On Friday, MU Health Care revealed that around 14,400 patients’ personal information was accessed through the email accounts of at least two employees between April 23 and May 1. Some Social Security numbers, health insurance, medical and other protected health information were compromised. MU Health Care has no indication that the person who accessed the information viewed or misused it, according to previous Missourian reporting.
Penny Houston of Smithton is the lead plaintiff in the suit, which was filed in Boone County Circuit Court on Tuesday. Attorney A.W. Smith said at least 20 other claimants have already joined in the class action.
The claimants issued a list of grievances in the petition. They said the data breach put patients at a higher risk of identity theft, further compromised their information and diminished the value of services received from MU Health Care.
The plaintiffs are asking that MU Health Care strengthen its data security systems and monitoring procedures, submit to future annual audits of those systems and procedures and immediately provide free credit monitoring to all class members, according to the petition.
Class members believe they were overpaying for services that were intended to be paired with adequate data security.
Smith, of the A.W. Smith Law Firm, is one of three lawyers representing the claimants. He said in a Thursday interview that protected health information, which he and the lawsuit call PHI, gives data thieves all the information they need to financial accounts in the claimants’ names.
“On the black market, PHI is much more valuable” than other types of personal information, Smith said.
He said that once personal information is breached, it can cause long-term problems for affected patients.
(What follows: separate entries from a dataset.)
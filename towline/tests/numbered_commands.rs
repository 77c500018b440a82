//! The numbered command/results protocol against a fixture SUT: simple
//! round trips, out-of-order results, and multi-results commands.

mod common;

use {
    common::SutFixture,
    knotline::{Knot, ProtocolExtension},
    std::sync::{Arc, Mutex},
    towline::{MultiNumberedCommandSender, NumberedCommandSender, SharedResults},
};

fn expect_command(fixture: &SutFixture, id: u64, body: &[&str]) {
    assert_eq!(fixture.harness_sent_line(), format!("COMMAND {}", id));
    for line in body {
        assert_eq!(fixture.harness_sent_line(), *line);
    }
    assert_eq!(fixture.harness_sent_line(), "ENDCOMMAND");
}

#[test]
fn simple_numbered_round_trip() {
    let fixture = SutFixture::new();
    let sender = Arc::new(NumberedCommandSender::new(
        fixture.stack.ready_monitor(),
        None,
    ));
    fixture
        .stack
        .add_extension("RESULTS", Arc::clone(&sender) as Arc<dyn ProtocolExtension>);
    fixture.activate_and_start();

    fixture.sut_says("READY");
    fixture.stack.wait_until_ready();

    let (future, id) = sender.send_command_full(&Knot::from("HELLO\n"), None, None);
    expect_command(&fixture, id, &["HELLO"]);

    fixture.sut_says(&format!("RESULTS {}", id));
    fixture.sut_says("and hello");
    fixture.sut_says("ENDRESULTS");

    let results = future.value();
    assert_eq!(results.command_id, id);
    assert_eq!(results.results_received.size(), 1);
    assert!(!results.results_received.is_raw(0));
    assert_eq!(*results.results_received.get(0), "and hello");

    fixture.shutdown();
}

#[test]
fn results_correlate_out_of_order() {
    let fixture = SutFixture::new();
    let sender = Arc::new(NumberedCommandSender::new(
        fixture.stack.ready_monitor(),
        None,
    ));
    fixture
        .stack
        .add_extension("RESULTS", Arc::clone(&sender) as Arc<dyn ProtocolExtension>);
    fixture.activate_and_start();

    let (future_a, id_a) = sender.send_command_full(&Knot::from("first\n"), None, None);
    let (future_b, id_b) = sender.send_command_full(&Knot::from("second\n"), None, None);
    let (future_c, id_c) = sender.send_command_full(&Knot::from("third\n"), None, None);

    for (id, body) in [(id_a, "first"), (id_b, "second"), (id_c, "third")]
        .iter()
        .copied()
    {
        fixture.sut_says("READY");
        expect_command(&fixture, id, &[body]);
    }

    // Replies arrive in a different order than the sends.
    fixture.sut_says(&format!("RESULTS {}", id_b));
    fixture.sut_says("HELLO!!");
    fixture.sut_says("ENDRESULTS");

    fixture.sut_says(&format!("RESULTS {}", id_a));
    fixture.sut_says("r0");
    fixture.sut_says_raw(b"RAW\n3\nabcENDRAW\n");
    fixture.sut_says("ENDRESULTS");

    fixture.sut_says(&format!("RESULTS {}", id_c));
    fixture.sut_says_raw(b"RAW\n2\nzzENDRAW\n");
    fixture.sut_says("ENDRESULTS");

    let results_b = future_b.value();
    assert_eq!(results_b.results_received.size(), 1);
    assert_eq!(*results_b.results_received.get(0), "HELLO!!");

    let results_a = future_a.value();
    assert_eq!(results_a.results_received.size(), 2);
    assert_eq!(*results_a.results_received.get(0), "r0");
    assert!(results_a.results_received.is_raw(1));
    assert_eq!(*results_a.results_received.get(1), "abc");

    let results_c = future_c.value();
    assert_eq!(results_c.results_received.size(), 1);
    assert!(results_c.results_received.is_raw(0));
    assert_eq!(*results_c.results_received.get(0), "zz");

    fixture.shutdown();
}

#[test]
fn multi_results_keep_flowing_until_removed() {
    let fixture = SutFixture::new();
    let sender = Arc::new(MultiNumberedCommandSender::new(
        fixture.stack.ready_monitor(),
        None,
    ));
    fixture
        .stack
        .add_extension("RESULTS", Arc::clone(&sender) as Arc<dyn ProtocolExtension>);
    fixture.activate_and_start();

    let collected: Arc<Mutex<Vec<String>>> = Arc::new(Mutex::new(Vec::new()));
    let sink = Arc::clone(&collected);
    let id = sender.send_command(
        &Knot::from("progress please\n"),
        Arc::new(move |results: SharedResults| {
            sink.lock()
                .unwrap()
                .push(results.results_received.get(0).to_string());
        }),
        None,
        None,
    );

    fixture.sut_says("READY");
    expect_command(&fixture, id, &["progress please"]);

    for reply in ["STARTED", "HALFWAY", "FINISHED"].iter().copied() {
        fixture.sut_says(&format!("RESULTS {}", id));
        fixture.sut_says(reply);
        fixture.sut_says("ENDRESULTS");
    }

    let deadline = std::time::Instant::now() + std::time::Duration::from_secs(5);
    while collected.lock().unwrap().len() < 3 {
        assert!(std::time::Instant::now() < deadline);
        std::thread::yield_now();
    }
    assert_eq!(
        *collected.lock().unwrap(),
        vec!["STARTED", "HALFWAY", "FINISHED"]
    );

    assert_eq!(sender.outstanding_commands(), 1);
    sender.remove_callback(id);
    assert_eq!(sender.outstanding_commands(), 0);

    fixture.shutdown();
}

#[test]
fn sent_callback_reports_the_released_id() {
    let fixture = SutFixture::new();
    let sender = Arc::new(NumberedCommandSender::new(
        fixture.stack.ready_monitor(),
        None,
    ));
    fixture
        .stack
        .add_extension("RESULTS", Arc::clone(&sender) as Arc<dyn ProtocolExtension>);
    fixture.activate_and_start();

    let sent_id: Arc<Mutex<Option<u64>>> = Arc::new(Mutex::new(None));
    let sent_in_cb = Arc::clone(&sent_id);
    let (future, id) = sender.send_command_full(
        &Knot::from("ping\n"),
        Some(Box::new(move |command_id| {
            *sent_in_cb.lock().unwrap() = Some(command_id);
        })),
        None,
    );

    // Queued is not sent.
    assert!(sent_id.lock().unwrap().is_none());

    fixture.sut_says("READY");
    expect_command(&fixture, id, &["ping"]);
    assert_eq!(*sent_id.lock().unwrap(), Some(id));

    fixture.sut_says(&format!("RESULTS {}", id));
    fixture.sut_says("ENDRESULTS");
    assert!(future.value().results_received.is_empty());

    fixture.shutdown();
}
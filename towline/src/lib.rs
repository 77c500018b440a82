//! The harness-side protocol layers that ride on `knotline`: READY gating,
//! numbered commands and their result multiplexing, the receiving side of
//! the command protocol, script orchestration, and the protocol stacks a
//! harness mounts over a SUT's pipes or a peer harness's socket.

mod counter;
mod error;
mod event_monitor;
mod generic;
mod logger;
mod ready;
mod receiver;
mod root_mode;
mod run_script;
mod script;
mod sender;
mod stack;

pub use crate::{
    counter::next_command_id,
    error::{Error as CrateError, Result},
    event_monitor::{EventCallback, EventMessageMonitor},
    generic::GenericNumberedCommand,
    logger::GeneralLogger,
    ready::ReadyMonitor,
    receiver::{CommandHandler, HandlerFactory, NumberedCommandReceiver, ResultsWriter},
    root_mode::{
        RootModeCommand, RootModeCommandSender, RootModeHandler, RootResultsFuture,
        SharedRootResults,
    },
    run_script::{RunScriptCommand, RunScriptFuture, RunScriptHandler},
    script::{
        exponential_delay, fixed_delay, no_delay, run_in_thread, DelayFunction, LoggerFactory,
        ScriptManager, ScriptsFromFile, TestScript,
    },
    sender::{
        AggNumberedCommandSender, MultiNumberedCommandSender, NumberedCommandResult,
        NumberedCommandSender, ResultCallback, ResultsFuture, SentCallback, SharedResults,
    },
    stack::{
        spawn_sut, HarnessInfoHandler, MasterNetworkListener, NetworkProtocolStack, SlaveHandle,
        SlaveNetworkStack, SutIo, SutProtocolStack,
    },
};

pub(crate) mod prelude {
    pub use {
        crate::error::{Error as CrateError, Result},
        tracing::{debug, error, info, trace, warn},
    };
}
“The sensitive information is such a valuable commodity to identity thieves that once the information has been compromised, criminals often sell it on the cyber ‘black-market’ or ‘dark web’ indefinitely,” the petition reads. “Cyber criminals routinely post stolen Social Security numbers, financial information, medical information, and other sensitive personal information on anonymous websites, making the information widely to a criminal underworld. There is an active and robust market for this information.”
The petition says those whose information was compromised face the possibility that data thieves can use their names to take out loans, to obtain medical services or driver’s licenses, or to file fraudulent tax returns. They can also target them through phishing attacks and hacking.
To combat that, the petition says, claimants will have to closely monitor their financial accounts to guard against identity theft and may have to spend their own money to buy credit-monitoring services or to freeze their credit reports and accounts.
Smith said he had no estimate what the amount of compensatory and consequential damages in the case might be. The claimants also are seeking reimbursement for any out-of-pocket expenses they incur as well as attorney’s fees and costs.
Jesslyn Chew, spokesperson for MU Health Care, sent a statement to the Missourian by email after it inquired about the lawsuit.
“MU Health Care remains committed to protecting the security and confidentiality of our patients’ information. Upon learning of this incident, we conducted a thorough investigation using a third-party forensics firm,” Chew said. “We have no indication that any patient data was actually viewed by an unauthorized individual or that such data has been misused. However, we are notifying potentially impacted individuals and suggesting steps they can take in response to this incident.”
The date for the trial has not been set. Circuit Judge Brouck Jacobs has been assigned to the case.